### Your objective
Lines in which "Duration" appears should be pulled from the data below.

### Data for this task
* * *

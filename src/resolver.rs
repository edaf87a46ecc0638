//! Script resolution: deciding what to run for a project on this platform.
//!
//! Resolution happens once per launch attempt. When the only runnable option
//! is the Unix script through WSL on Windows, the caller gets a
//! [`Resolution::ConfirmFallback`] and asks the user before launching.

use std::path::{Path, PathBuf};
use std::process::Stdio;
use std::time::Duration;

use tokio::process::Command;

use crate::deps;
use crate::error::{RunnerError, ScriptMissing};
use crate::platform::Platform;
use crate::project::ProjectKind;

/// Checks for the Linux compatibility subsystem.
pub trait SubsystemProbe {
    fn wsl_available(&self) -> bool;
}

const WSL_PROBE_TIMEOUT: Duration = Duration::from_secs(5);

/// Result of running `wsl --status` on the host.
#[derive(Debug, Default, Clone, Copy)]
pub struct HostProbe {
    wsl: bool,
}

impl HostProbe {
    /// Runs the probe. A probe that does not finish within a few seconds
    /// counts as no subsystem.
    pub async fn detect(platform: Platform) -> Self {
        if platform != Platform::Windows {
            return Self { wsl: false };
        }
        let status = Command::new("wsl")
            .arg("--status")
            .stdin(Stdio::null())
            .stdout(Stdio::null())
            .stderr(Stdio::null())
            .kill_on_drop(true)
            .status();
        let wsl = match tokio::time::timeout(WSL_PROBE_TIMEOUT, status).await {
            Ok(Ok(status)) => status.success(),
            Ok(Err(err)) => {
                tracing::debug!(error = %err, "wsl is not available");
                false
            }
            Err(_) => {
                tracing::warn!("wsl --status timed out");
                false
            }
        };
        Self { wsl }
    }
}

impl SubsystemProbe for HostProbe {
    fn wsl_available(&self) -> bool {
        self.wsl
    }
}

/// How a resolved project is started.
#[derive(Debug, Clone, PartialEq, Eq)]
pub enum Invocation {
    /// `powershell -ExecutionPolicy Bypass -NoProfile -File run.ps1`
    PowerShell { script: PathBuf },
    /// `run.sh` through WSL, from the project directory.
    Wsl { script: PathBuf },
    /// `run.sh` executed directly.
    Shell { script: PathBuf },
    /// `npm run dev`, optionally preceded by `npm install`.
    NpmDev { npm: PathBuf, install_first: bool },
}

/// A validated decision about what to run and where.
#[derive(Debug, Clone, PartialEq, Eq)]
pub struct ScriptPlan {
    pub kind: ProjectKind,
    /// Absolute project directory, used as the working directory.
    pub dir: PathBuf,
    pub invocation: Invocation,
}

#[derive(Debug, Clone, PartialEq, Eq)]
pub enum Resolution {
    Ready(ScriptPlan),
    /// Only the WSL fallback is available and the user must approve it.
    ConfirmFallback(ScriptPlan),
}

/// What to do when the WSL fallback is the only option.
#[derive(Debug, Clone, Copy, PartialEq, Eq)]
pub enum FallbackPolicy {
    Ask,
    Accept,
    Decline,
}

#[derive(Debug, Clone, Copy)]
pub struct ResolveOptions {
    pub platform: Platform,
    pub fallback: FallbackPolicy,
    /// Start TypeScript through npm instead of its script.
    pub npm_direct: bool,
}

/// Resolves the configured path of `kind` into a launch plan.
pub fn resolve(
    kind: ProjectKind,
    configured: &str,
    options: ResolveOptions,
    probe: &dyn SubsystemProbe,
) -> Result<Resolution, RunnerError> {
    let dir = project_dir(kind, configured)?;

    if options.npm_direct && kind == ProjectKind::TypeScript {
        let Some(npm) = deps::locate("npm") else {
            return Err(script_missing(kind, dir, ScriptMissing::NpmMissing));
        };
        let install_first = !dir.join("node_modules").exists();
        return Ok(Resolution::Ready(ScriptPlan {
            kind,
            dir,
            invocation: Invocation::NpmDev { npm, install_first },
        }));
    }

    match options.platform {
        Platform::Windows => {
            let ps1 = dir.join(Platform::Windows.script_name());
            if ps1.exists() {
                return Ok(Resolution::Ready(ScriptPlan {
                    kind,
                    dir,
                    invocation: Invocation::PowerShell { script: ps1 },
                }));
            }
            let sh = dir.join(Platform::Unix.script_name());
            if !sh.exists() {
                return Err(script_missing(kind, dir, ScriptMissing::NoScript));
            }
            if !probe.wsl_available() {
                return Err(script_missing(kind, dir, ScriptMissing::SubsystemUnavailable));
            }
            let plan = ScriptPlan {
                kind,
                dir,
                invocation: Invocation::Wsl { script: sh },
            };
            match options.fallback {
                FallbackPolicy::Ask => Ok(Resolution::ConfirmFallback(plan)),
                FallbackPolicy::Accept => Ok(Resolution::Ready(plan)),
                FallbackPolicy::Decline => Err(declined(plan)),
            }
        }
        Platform::Unix => {
            let sh = dir.join(Platform::Unix.script_name());
            if !sh.exists() {
                return Err(script_missing(kind, dir, ScriptMissing::NoScript));
            }
            Ok(Resolution::Ready(ScriptPlan {
                kind,
                dir,
                invocation: Invocation::Shell { script: sh },
            }))
        }
    }
}

/// The error for a fallback plan the user turned down.
pub fn declined(plan: ScriptPlan) -> RunnerError {
    script_missing(plan.kind, plan.dir, ScriptMissing::FallbackDeclined)
}

fn project_dir(kind: ProjectKind, configured: &str) -> Result<PathBuf, RunnerError> {
    let not_found = || RunnerError::PathNotFound {
        kind,
        path: PathBuf::from(configured),
    };
    if configured.trim().is_empty() {
        return Err(not_found());
    }
    let dir = std::path::absolute(Path::new(configured)).map_err(|_| not_found())?;
    if !dir.exists() {
        return Err(RunnerError::PathNotFound { kind, path: dir });
    }
    Ok(dir)
}

fn script_missing(kind: ProjectKind, dir: PathBuf, reason: ScriptMissing) -> RunnerError {
    RunnerError::ScriptNotFound { kind, dir, reason }
}

#[cfg(test)]
mod tests {
    use super::*;

    struct FixedProbe(bool);

    impl SubsystemProbe for FixedProbe {
        fn wsl_available(&self) -> bool {
            self.0
        }
    }

    fn options(platform: Platform, fallback: FallbackPolicy) -> ResolveOptions {
        ResolveOptions {
            platform,
            fallback,
            npm_direct: false,
        }
    }

    fn project_with(scripts: &[&str]) -> tempfile::TempDir {
        let dir = tempfile::tempdir().unwrap();
        for script in scripts {
            std::fs::write(dir.path().join(script), "echo hi\n").unwrap();
        }
        dir
    }

    fn dir_str(dir: &tempfile::TempDir) -> String {
        dir.path().display().to_string()
    }

    #[test]
    fn missing_path_is_path_not_found() {
        let dir = tempfile::tempdir().unwrap();
        let missing = dir.path().join("nope").display().to_string();
        for platform in [Platform::Windows, Platform::Unix] {
            let err = resolve(
                ProjectKind::Java,
                &missing,
                options(platform, FallbackPolicy::Ask),
                &FixedProbe(true),
            )
            .unwrap_err();
            assert!(matches!(err, RunnerError::PathNotFound { .. }));
        }
        let err = resolve(
            ProjectKind::Java,
            "  ",
            options(Platform::Unix, FallbackPolicy::Ask),
            &FixedProbe(true),
        )
        .unwrap_err();
        assert!(matches!(err, RunnerError::PathNotFound { .. }));
    }

    #[test]
    fn windows_prefers_powershell_script() {
        let dir = project_with(&["run.ps1", "run.sh"]);
        let resolution = resolve(
            ProjectKind::Cpp,
            &dir_str(&dir),
            options(Platform::Windows, FallbackPolicy::Ask),
            &FixedProbe(true),
        )
        .unwrap();
        let Resolution::Ready(plan) = resolution else {
            panic!("expected ready plan");
        };
        assert_eq!(
            plan.invocation,
            Invocation::PowerShell {
                script: dir.path().join("run.ps1")
            }
        );
    }

    #[test]
    fn windows_fallback_follows_policy() {
        let dir = project_with(&["run.sh"]);
        let path = dir_str(&dir);
        let ask = resolve(
            ProjectKind::Python,
            &path,
            options(Platform::Windows, FallbackPolicy::Ask),
            &FixedProbe(true),
        )
        .unwrap();
        assert!(matches!(ask, Resolution::ConfirmFallback(ScriptPlan {
            invocation: Invocation::Wsl { .. },
            ..
        })));

        let accept = resolve(
            ProjectKind::Python,
            &path,
            options(Platform::Windows, FallbackPolicy::Accept),
            &FixedProbe(true),
        )
        .unwrap();
        assert!(matches!(accept, Resolution::Ready(_)));

        let decline = resolve(
            ProjectKind::Python,
            &path,
            options(Platform::Windows, FallbackPolicy::Decline),
            &FixedProbe(true),
        )
        .unwrap_err();
        assert!(matches!(
            decline,
            RunnerError::ScriptNotFound {
                reason: ScriptMissing::FallbackDeclined,
                ..
            }
        ));
    }

    #[test]
    fn windows_fallback_needs_subsystem() {
        let dir = project_with(&["run.sh"]);
        let err = resolve(
            ProjectKind::TypeScript,
            &dir_str(&dir),
            options(Platform::Windows, FallbackPolicy::Accept),
            &FixedProbe(false),
        )
        .unwrap_err();
        assert!(matches!(
            err,
            RunnerError::ScriptNotFound {
                reason: ScriptMissing::SubsystemUnavailable,
                ..
            }
        ));
    }

    #[test]
    fn script_not_found_iff_no_eligible_script() {
        let layouts: [&[&str]; 4] = [&[], &["run.ps1"], &["run.sh"], &["run.ps1", "run.sh"]];
        for kind in ProjectKind::ALL {
            for layout in layouts {
                let dir = project_with(layout);
                let has_ps1 = layout.contains(&"run.ps1");
                let has_sh = layout.contains(&"run.sh");
                for (platform, eligible) in [
                    (Platform::Windows, has_ps1 || has_sh),
                    (Platform::Unix, has_sh),
                ] {
                    let result = resolve(
                        kind,
                        &dir_str(&dir),
                        options(platform, FallbackPolicy::Accept),
                        &FixedProbe(true),
                    );
                    let not_found = matches!(result, Err(RunnerError::ScriptNotFound { .. }));
                    assert_eq!(
                        not_found, !eligible,
                        "{kind} {platform:?} with {layout:?}"
                    );
                }
            }
        }
    }

    #[test]
    fn unix_runs_shell_script_from_absolute_dir() {
        let dir = project_with(&["run.sh"]);
        let Resolution::Ready(plan) = resolve(
            ProjectKind::Java,
            &dir_str(&dir),
            options(Platform::Unix, FallbackPolicy::Ask),
            &FixedProbe(false),
        )
        .unwrap() else {
            panic!("expected ready plan");
        };
        assert!(plan.dir.is_absolute());
        assert_eq!(
            plan.invocation,
            Invocation::Shell {
                script: dir.path().join("run.sh")
            }
        );
    }

    #[tokio::test]
    async fn host_probe_finds_no_subsystem_off_windows() {
        assert!(!HostProbe::detect(Platform::Unix).await.wsl_available());
    }
}
//! Configuration management for devrunner.
//!
//! Two files are involved: the project paths file (`project_paths.json`), a flat
//! mapping from project id to directory that the user edits from the UI, and the
//! optional runner settings file (`devrunner.toml`).

use std::collections::HashMap;
use std::path::{Path, PathBuf};

use anyhow::{Context, Result};
use serde::{Deserialize, Serialize};

use crate::error::RunnerError;
use crate::project::ProjectKind;

/// Default location of the project paths file, relative to the working directory.
pub const PATHS_FILE: &str = "project_paths.json";
/// Default location of the runner settings file.
pub const SETTINGS_FILE: &str = "devrunner.toml";

/// Directory configured for each project kind.
///
/// Every kind always has a value; keys missing from the file keep their default.
#[derive(Debug, Clone, PartialEq, Eq, Serialize)]
pub struct ProjectPaths {
    java: String,
    cpp: String,
    python: String,
    typescript: String,
}

impl Default for ProjectPaths {
    fn default() -> Self {
        Self {
            java: ProjectKind::Java.default_path().to_string(),
            cpp: ProjectKind::Cpp.default_path().to_string(),
            python: ProjectKind::Python.default_path().to_string(),
            typescript: ProjectKind::TypeScript.default_path().to_string(),
        }
    }
}

impl ProjectPaths {
    /// Loads the defaults overlaid with whatever keys the file provides.
    ///
    /// A missing file is not an error. Unknown keys are ignored; anything but a
    /// JSON object of strings is rejected.
    pub fn load(path: &Path) -> Result<Self, RunnerError> {
        if !path.exists() {
            return Ok(Self::default());
        }
        let load_error = |source: std::io::Error| RunnerError::ConfigLoad {
            path: path.to_path_buf(),
            source,
        };
        let raw = std::fs::read_to_string(path).map_err(load_error)?;
        let entries: HashMap<String, String> =
            serde_json::from_str(&raw).map_err(|err| load_error(err.into()))?;
        let mut paths = Self::default();
        for kind in ProjectKind::ALL {
            if let Some(value) = entries.get(kind.id()) {
                paths.set(kind, value.as_str());
            }
        }
        Ok(paths)
    }

    /// Like [`ProjectPaths::load`], but keeps the defaults when loading fails.
    pub fn load_or_default(path: &Path) -> (Self, Option<RunnerError>) {
        match Self::load(path) {
            Ok(paths) => (paths, None),
            Err(err) => {
                tracing::warn!(error = %err, "using default project paths");
                (Self::default(), Some(err))
            }
        }
    }

    /// Writes the mapping as JSON indented with four spaces, replacing the file.
    pub fn save(&self, path: &Path) -> Result<(), RunnerError> {
        let save_error = |source: std::io::Error| RunnerError::ConfigSave {
            path: path.to_path_buf(),
            source,
        };
        let mut out = Vec::new();
        let formatter = serde_json::ser::PrettyFormatter::with_indent(b"    ");
        let mut serializer = serde_json::Serializer::with_formatter(&mut out, formatter);
        self.serialize(&mut serializer)
            .map_err(|err| save_error(err.into()))?;
        out.push(b'\n');
        std::fs::write(path, out).map_err(save_error)?;
        tracing::info!(path = %path.display(), "saved project paths");
        Ok(())
    }

    pub fn get(&self, kind: ProjectKind) -> &str {
        match kind {
            ProjectKind::Java => &self.java,
            ProjectKind::Cpp => &self.cpp,
            ProjectKind::Python => &self.python,
            ProjectKind::TypeScript => &self.typescript,
        }
    }

    pub fn set(&mut self, kind: ProjectKind, value: impl Into<String>) {
        let slot = match kind {
            ProjectKind::Java => &mut self.java,
            ProjectKind::Cpp => &mut self.cpp,
            ProjectKind::Python => &mut self.python,
            ProjectKind::TypeScript => &mut self.typescript,
        };
        *slot = value.into();
    }
}

/// Top-level structure of `devrunner.toml`. Every field is optional.
#[derive(Debug, Clone, Default, Deserialize)]
pub struct Settings {
    /// Maximum number of output lines kept in memory per project.
    pub max_lines: Option<usize>,
    /// Whether to use Unicode symbols in the TUI (default: true).
    pub symbols: Option<bool>,
    /// Template for per-launch output log files (e.g. "logs/{name}-{time}.log").
    pub log_file: Option<String>,
    /// Grace period between interrupting and killing children on quit.
    pub shutdown_ms: Option<u64>,
    /// Alternative location of the project paths file.
    pub paths_file: Option<PathBuf>,
    /// Start the TypeScript project with `npm run dev` instead of its script.
    pub typescript_npm: Option<bool>,
}

/// Loads and parses the settings file.
pub fn load_settings(path: &Path) -> Result<Settings> {
    let raw = std::fs::read_to_string(path)
        .with_context(|| format!("failed to read settings file {}", path.display()))?;
    let settings: Settings = toml::from_str(&raw)
        .with_context(|| format!("failed to parse settings file {}", path.display()))?;
    Ok(settings)
}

* * *

### Reply
use std::time::Duration;
const WSL_PROBE_TIMEOUT: Duration = Duration::from_secs(5);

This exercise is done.